As new technology introduces new avenues for clean energy, operators no longer need to focus on just adapting their existing business models: they can also diversify and explore new avenues. As we enter the next phase of the energy revolution, entrepreneurs and investors are looking to Thailand as the next Southeast Asian hub for electric vehicles. This isn’t just on the road. This January, the kingdom announced the launch of their first electric e-ferry, a vessel which would save the same amount of emissions in one year as planting 8,700 trees.

When the world is calling for lower carbon emissions, we are foreseeing this same challenge and are now transitioning to cleaner and smarter assets in our strategy,” explained Somruedee Chaimongkol, CEO of the project’s collaborator Banpu PCL. Previously dubbed the “first lady of coal”, she and her energy company are on a self-proclaimed mission to lead Thailand’s energy industry on a “greener and smarter” strategy.

New directions at national level

Public and private sector institutions are responding to these growing trends. The Federation of Thai Industries is working with energy authorities to draft a pioneering Thailand Integrated Energy Blueprint, which would establish a zero-carbon emission goal in response to the rising trends of renewable energy and vehicles.

The Thai government’s National Climate Change Master Plan cites the carbon market as a vehicle to promote energy efficiency and work towards its target of reducing carbon emissions by 20.8% before the end of the next decade.

The COVID-19 pandemic has intensified this urgency. Government curbs to cull the coronavirus spread have led to the sharp drop in domestic fuel demand and caused oil refineries in Thailand to reduce run rates by 10% to 20%. To plug this gap, national leaders are under pressure to ensure that there are other avenues for this important sector of the Thai economy to survive and thrive.
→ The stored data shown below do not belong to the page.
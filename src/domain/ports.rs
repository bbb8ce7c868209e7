use crate::domain::model::{Snapshot, YearReport};
use crate::utils::error::Result;
use async_trait::async_trait;
use std::time::Duration;

pub trait Storage: Send + Sync {
    /// Writes `data` to `path` (relative to the storage root), creating parent directories.
    fn write_file(
        &self,
        path: &str,
        data: &[u8],
    ) -> impl std::future::Future<Output = Result<()>> + Send;

    /// Human-readable location of `path`, used when reporting saved files.
    fn display_path(&self, path: &str) -> String;
}

pub trait ConfigProvider: Send + Sync {
    fn cdx_endpoint(&self) -> &str;
    fn wayback_base(&self) -> &str;
    fn output_path(&self) -> &str;
    fn concurrent_requests(&self) -> usize;
    fn retry_attempts(&self) -> u32;
    fn retry_delay(&self) -> Duration;
    fn request_timeout(&self) -> Duration;
}

#[async_trait]
pub trait Pipeline: Send + Sync {
    async fn extract(&self, year: u16) -> Result<Vec<Snapshot>>;
    async fn transform(&self, year: u16, snapshots: Vec<Snapshot>) -> Result<YearReport>;
    async fn load(&self, report: YearReport) -> Result<Vec<String>>;
}
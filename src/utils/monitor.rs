#[cfg(feature = "cli")]
use std::sync::Mutex;
#[cfg(feature = "cli")]
use std::time::{Duration, Instant};
#[cfg(feature = "cli")]
use sysinfo::{Pid, ProcessRefreshKind, ProcessesToUpdate, System};

#[cfg(feature = "cli")]
#[derive(Debug, Clone)]
pub struct SystemStats {
    pub cpu_usage: f32,
    pub memory_usage_mb: u64,
    pub peak_memory_mb: u64,
    pub elapsed_time: Duration,
}

#[cfg(feature = "cli")]
struct MonitorState {
    system: System,
    peak_memory_mb: u64,
}

/// Logs process CPU and memory usage as years complete.
#[cfg(feature = "cli")]
pub struct SystemMonitor {
    state: Option<Mutex<MonitorState>>,
    pid: Option<Pid>,
    start_time: Instant,
}

#[cfg(feature = "cli")]
impl SystemMonitor {
    pub fn new(enabled: bool) -> Self {
        let pid = if enabled {
            sysinfo::get_current_pid()
                .map_err(|e| tracing::warn!("System monitoring disabled: {}", e))
                .ok()
        } else {
            None
        };

        let state = pid.map(|_| {
            Mutex::new(MonitorState {
                system: System::new(),
                peak_memory_mb: 0,
            })
        });

        Self {
            state,
            pid,
            start_time: Instant::now(),
        }
    }

    pub fn get_stats(&self) -> Option<SystemStats> {
        let pid = self.pid?;
        let mut state = self.state.as_ref()?.lock().ok()?;

        state.system.refresh_processes_specifics(
            ProcessesToUpdate::Some(&[pid]),
            true,
            ProcessRefreshKind::nothing().with_memory().with_cpu(),
        );

        let (cpu_usage, memory_usage_mb) = {
            let process = state.system.process(pid)?;
            (process.cpu_usage(), process.memory() / 1024 / 1024)
        };
        state.peak_memory_mb = state.peak_memory_mb.max(memory_usage_mb);

        Some(SystemStats {
            cpu_usage,
            memory_usage_mb,
            peak_memory_mb: state.peak_memory_mb,
            elapsed_time: self.start_time.elapsed(),
        })
    }

    pub fn log_stats(&self, phase: &str) {
        if let Some(stats) = self.get_stats() {
            tracing::info!(
                "📊 {} - CPU: {:.1}%, Memory: {}MB, Peak: {}MB, Time: {:?}",
                phase,
                stats.cpu_usage,
                stats.memory_usage_mb,
                stats.peak_memory_mb,
                stats.elapsed_time
            );
        }
    }

    pub fn log_final_stats(&self) {
        if let Some(stats) = self.get_stats() {
            tracing::info!(
                "📊 Final Stats - Total Time: {:?}, Peak Memory: {}MB",
                stats.elapsed_time,
                stats.peak_memory_mb
            );
        }
    }

    pub fn is_enabled(&self) -> bool {
        self.state.is_some()
    }
}

// 非 CLI 建置時的空實作
#[cfg(not(feature = "cli"))]
pub struct SystemMonitor;

#[cfg(not(feature = "cli"))]
impl SystemMonitor {
    pub fn new(_enabled: bool) -> Self {
        Self
    }

    pub fn log_stats(&self, _phase: &str) {}

    pub fn log_final_stats(&self) {}

    pub fn is_enabled(&self) -> bool {
        false
    }
}
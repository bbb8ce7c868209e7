// Adapters layer: concrete implementations for external systems.

pub mod storage;
pub mod wayback;

pub use storage::LocalStorage;
pub use wayback::WaybackClient;
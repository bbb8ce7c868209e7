pub mod adapters;
pub mod config;
pub mod core;
pub mod domain;
pub mod utils;

#[cfg(feature = "cli")]
pub use config::CliConfig;

pub use crate::adapters::{LocalStorage, WaybackClient};
pub use crate::core::{etl::EtlEngine, pipeline::ArchivePipeline};
pub use crate::domain::model::{OutputFormat, RunSummary, SearchRequest, Snapshot};
pub use crate::utils::error::{ArchiveError, Result};
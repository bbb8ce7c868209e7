use std::fs::OpenOptions;
use std::path::Path;
use std::sync::Mutex;
use tracing_subscriber::{layer::SubscriberExt, util::SubscriberInitExt, EnvFilter, Layer};

fn default_filter(verbose: bool) -> EnvFilter {
    EnvFilter::try_from_default_env().unwrap_or_else(|_| {
        if verbose {
            EnvFilter::new("archivantage=debug,info")
        } else {
            EnvFilter::new("archivantage=info")
        }
    })
}

/// 初始化 CLI 日誌：終端機 compact 輸出，並可選擇同時寫入日誌檔
pub fn init_cli_logger(verbose: bool, log_file: Option<&Path>) {
    let console = tracing_subscriber::fmt::layer()
        .with_target(false)
        .with_thread_ids(false)
        .with_file(false)
        .with_line_number(false)
        .compact()
        .with_filter(default_filter(verbose));

    let file_layer = log_file.and_then(|path| {
        match OpenOptions::new().create(true).append(true).open(path) {
            Ok(file) => Some(
                tracing_subscriber::fmt::layer()
                    .with_ansi(false)
                    .with_target(false)
                    .with_writer(Mutex::new(file))
                    .with_filter(default_filter(verbose)),
            ),
            Err(e) => {
                eprintln!("⚠️ Could not open log file {}: {}", path.display(), e);
                None
            }
        }
    });

    tracing_subscriber::registry()
        .with(console)
        .with(file_layer)
        .init();
}
use crate::adapters::WaybackClient;
use crate::domain::model::{KeywordMatches, Snapshot};

pub fn contains_keyword(text: &str, keyword: &str) -> bool {
    text.to_lowercase().contains(&keyword.to_lowercase())
}

#[derive(Debug, Default)]
pub struct ScanResult {
    pub matches: Vec<KeywordMatches>,
    pub interrupted: Option<String>,
}

/// Fetches each snapshot page once and tests every keyword against its text.
///
/// The first failed fetch ends the scan; whatever matched before it is kept.
pub async fn scan_snapshots(
    client: &WaybackClient,
    snapshots: &[Snapshot],
    keywords: &[String],
) -> ScanResult {
    let mut result = ScanResult {
        matches: keywords
            .iter()
            .map(|keyword| KeywordMatches {
                keyword: keyword.clone(),
                snapshots: Vec::new(),
            })
            .collect(),
        interrupted: None,
    };

    if keywords.is_empty() {
        return result;
    }

    for (index, snapshot) in snapshots.iter().enumerate() {
        let text = match client.fetch_page_text(snapshot).await {
            Ok(text) => text,
            Err(e) => {
                tracing::warn!(
                    "⚠️ Stopped searching after {}/{} snapshots: {} ({})",
                    index,
                    snapshots.len(),
                    e.user_friendly_message(),
                    e.recovery_suggestion()
                );
                result.interrupted = Some(e.to_string());
                break;
            }
        };

        for entry in result.matches.iter_mut() {
            if contains_keyword(&text, &entry.keyword) {
                entry.snapshots.push(snapshot.clone());
            }
        }
    }

    result
}
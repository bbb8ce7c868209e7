use crate::core::Storage;
use crate::utils::error::Result;
use std::path::PathBuf;

#[derive(Debug, Clone)]
pub struct LocalStorage {
    base_path: PathBuf,
}

impl LocalStorage {
    pub fn new(base_path: impl Into<PathBuf>) -> Self {
        Self {
            base_path: base_path.into(),
        }
    }
}

impl Storage for LocalStorage {
    async fn write_file(&self, path: &str, data: &[u8]) -> Result<()> {
        let full_path = self.base_path.join(path);

        if let Some(parent) = full_path.parent() {
            tokio::fs::create_dir_all(parent).await?;
        }

        tokio::fs::write(full_path, data).await?;
        Ok(())
    }

    fn display_path(&self, path: &str) -> String {
        self.base_path.join(path).display().to_string()
    }
}
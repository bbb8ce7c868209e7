use archivantage::config::prompt::Prompter;
use archivantage::config::toml_config::TomlConfig;
use archivantage::core::ConfigProvider;
use archivantage::domain::model::YearStatus;
use archivantage::utils::error::{ArchiveError, ErrorSeverity};
use archivantage::utils::{logger, validation::Validate};
use archivantage::{ArchivePipeline, CliConfig, EtlEngine, LocalStorage};
use clap::Parser;
use std::io::IsTerminal;
use std::path::Path;

const INTRO: &str = r#"
    -----------------------------------------------------------------------------
                           _      _                       _
        /\                | |    (_)                     | |
       /  \    _ __   ___ | |__   _ __   __  __ _  _ __  | |_   __ _   __ _   ___
      / /\ \  | '__| / __|| '_ \ | |\ \ / / / _` || '_ \ | __| / _` | / _` | / _ \
     / ____ \ | |   | (__ | | | || | \ V / | (_| || | | || |_ | (_| || (_| ||  __/
    /_/    \_\|_|    \___||_| |_||_|  \_/   \__,_||_| |_| \__| \__,_| \__, | \___|
                                                                       __/ |
                                                                      |___/
                 A gateway to analyze and explore the web archives
                                    Version {version}
    -----------------------------------------------------------------------------
"#;

fn exit_code(severity: ErrorSeverity) -> i32 {
    match severity {
        ErrorSeverity::Low => 0,
        ErrorSeverity::Medium => 2,
        ErrorSeverity::High => 1,
        ErrorSeverity::Critical => 3,
    }
}

fn fail(e: &ArchiveError) -> ! {
    tracing::error!(
        "❌ {} (Category: {:?}, Severity: {:?})",
        e,
        e.category(),
        e.severity()
    );
    eprintln!("❌ {}", e.user_friendly_message());
    eprintln!("💡 {}", e.recovery_suggestion());
    std::process::exit(exit_code(e.severity()));
}

#[tokio::main]
async fn main() -> anyhow::Result<()> {
    let mut config = CliConfig::parse();

    if let Some(path) = config.config.clone() {
        let toml = match TomlConfig::from_file(&path).and_then(|toml| toml.validate().map(|_| toml)) {
            Ok(toml) => toml,
            Err(e) => {
                eprintln!("❌ Could not use config file '{}'", path);
                fail(&e);
            }
        };
        config.merge_toml(toml);
    }

    // 初始化日誌
    logger::init_cli_logger(config.verbose, Some(Path::new(config.log_file())));
    tracing::info!("Starting archivantage {}", env!("CARGO_PKG_VERSION"));
    tracing::debug!("CLI config: {:?}", config);

    if let Err(e) = config.validate() {
        fail(&e);
    }

    println!("{}", INTRO.replace("{version}", env!("CARGO_PKG_VERSION")));

    let interactive = !config.no_prompt && std::io::stdin().is_terminal();
    let request = if interactive {
        let stdin = std::io::stdin();
        let mut prompter = Prompter::new(stdin.lock(), std::io::stdout());
        config.build_request(Some(&mut prompter))
    } else {
        config.build_request::<std::io::StdinLock<'static>, std::io::Stdout>(None)
    };
    let request = match request {
        Ok(request) => request,
        Err(e) => fail(&e),
    };
    tracing::info!(
        "🔧 url={} years={:?} keywords={:?} formats={:?}",
        request.url,
        request.years,
        request.keywords,
        request.formats
    );

    let output_root = Path::new(config.output_path()).join(request.site_dir());
    let storage = LocalStorage::new(&output_root);
    let concurrency = config.concurrent_requests();
    let years = request.years.clone();
    let monitor_enabled = config.monitor;

    let pipeline = match ArchivePipeline::new(storage, &config, request) {
        Ok(pipeline) => pipeline,
        Err(e) => fail(&e),
    };
    let engine = EtlEngine::new_with_monitoring(pipeline, concurrency, monitor_enabled);

    let summary = engine.run(&years).await;

    for outcome in &summary.outcomes {
        if let YearStatus::Failed { message } = &outcome.status {
            eprintln!("❌ {}: {}", outcome.year, message);
        }
    }
    tracing::info!(
        "✅ {} file(s) written under {}",
        summary.files_written(),
        output_root.display()
    );

    println!("All tasks are complete.");
    println!("Thank you for using ArchiVantage! You are now part of digital history.");

    let failed = summary.failed_years();
    if !failed.is_empty() {
        eprintln!("⚠️ Some years could not be processed: {:?}", failed);
        std::process::exit(exit_code(ErrorSeverity::Medium));
    }

    Ok(())
}

#[cfg(test)]
mod tests {
    use super::*;

    #[test]
    fn test_exit_code_follows_severity() {
        let unreadable = TomlConfig::from_file("does/not/exist/archivantage.toml").unwrap_err();
        assert_eq!(exit_code(unreadable.severity()), 3);

        let invalid = TomlConfig::from_toml_str("[target\nurl = ").unwrap_err();
        assert_eq!(exit_code(invalid.severity()), 1);

        let bad_value = TomlConfig::from_toml_str("[extract]\nconcurrent_requests = 0\n")
            .unwrap()
            .validate()
            .unwrap_err();
        assert_eq!(exit_code(bad_value.severity()), 1);
    }

    #[test]
    fn test_banner_shows_version() {
        let banner = INTRO.replace("{version}", env!("CARGO_PKG_VERSION"));
        assert!(banner.contains(&format!("Version {}", env!("CARGO_PKG_VERSION"))));
    }
}
//! Character Gold Server - Main Application Entry Point
//!
//! A REST API server for managing tabletop-game characters and moving gold
//! between them.
//!
//! # Architecture
//!
//! - **Web Framework**: Axum (async HTTP server)
//! - **Database**: PostgreSQL with sqlx (async queries)
//! - **Format**: JSON requests/responses
//!
//! # Startup Flow
//!
//! 1. Load configuration from environment variables
//! 2. Create database connection pool
//! 3. Run database migrations
//! 4. Build HTTP router
//! 5. Start server on configured port

use std::sync::Arc;

use character_gold_server::{
    config::Config,
    db,
    models::character::CharacterDefaults,
    routes::{self, AppState},
    store::PgStore,
};
use tracing_subscriber::EnvFilter;

#[tokio::main]
async fn main() -> anyhow::Result<()> {
    // Reads RUST_LOG (defaults to "info" level)
    tracing_subscriber::fmt()
        .with_env_filter(EnvFilter::try_from_default_env().unwrap_or_else(|_| "info".into()))
        .init();

    let config = Config::from_env()?;
    tracing::info!("Configuration loaded");

    let pool = db::create_pool(
        &config.database_url,
        config.database_max_connections,
        config.lock_timeout(),
    )
    .await?;
    tracing::info!(
        max_connections = config.database_max_connections,
        lock_timeout_ms = config.lock_timeout_ms,
        "Database pool created"
    );

    db::run_migrations(&pool).await?;
    tracing::info!("Database migrations complete");

    let defaults = CharacterDefaults {
        race: config.default_race.clone(),
        class: config.default_class.clone(),
    };
    let store = PgStore::new(pool, defaults);
    let app = routes::router(AppState::new(Arc::new(store)));

    let addr = format!("0.0.0.0:{}", config.server_port);
    let listener = tokio::net::TcpListener::bind(&addr).await?;
    tracing::info!("Server listening on {}", addr);

    axum::serve(listener, app).await?;

    Ok(())
}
Rising to meet the hydrogen economy

Achieving this should come naturally to Thailand. The country is building a position among regional frontrunners when it comes to developments in low carbon nuclear energy research. As the hydrogen economy gains momentum across ASEAN, fueled by the growing demand for petrochemical products such as sanitizer, detergents and plastic packaging, Thailand could “take the lead by investing in research and development for hydrogen produced from both renewables and non-renewables and by setting targets learning from OECD countries to guide the investment”. Government arms, such as EGAT (the Electricity Generating Authority of Thailand) are partnering with local private sector to “deploy green hydrogen gas as a carbon-free energy carrier”.

Some business leaders believe that “this has the potential to replace fossil fuels completely”. Thailand’s state controlled oil and gas company PTT is already safeguarding against this shift, by “natural gas production and power generation”.

Sustainable agility won’t only benefit the environment. It can also provide support to a struggling downstream industry as it emerges from tough times. At a recent community event, Wirat Uanarumit, CEO of Thai Oil, concluded the turbulent 2020 with the statement:

For Thai Oil, we are absolutely committed to continuing to create value and sustainable development for the community and society”.

It is this continued ambition for social – and commercial  – value that will help forge the path to recovery and success:  for the planet. And its people.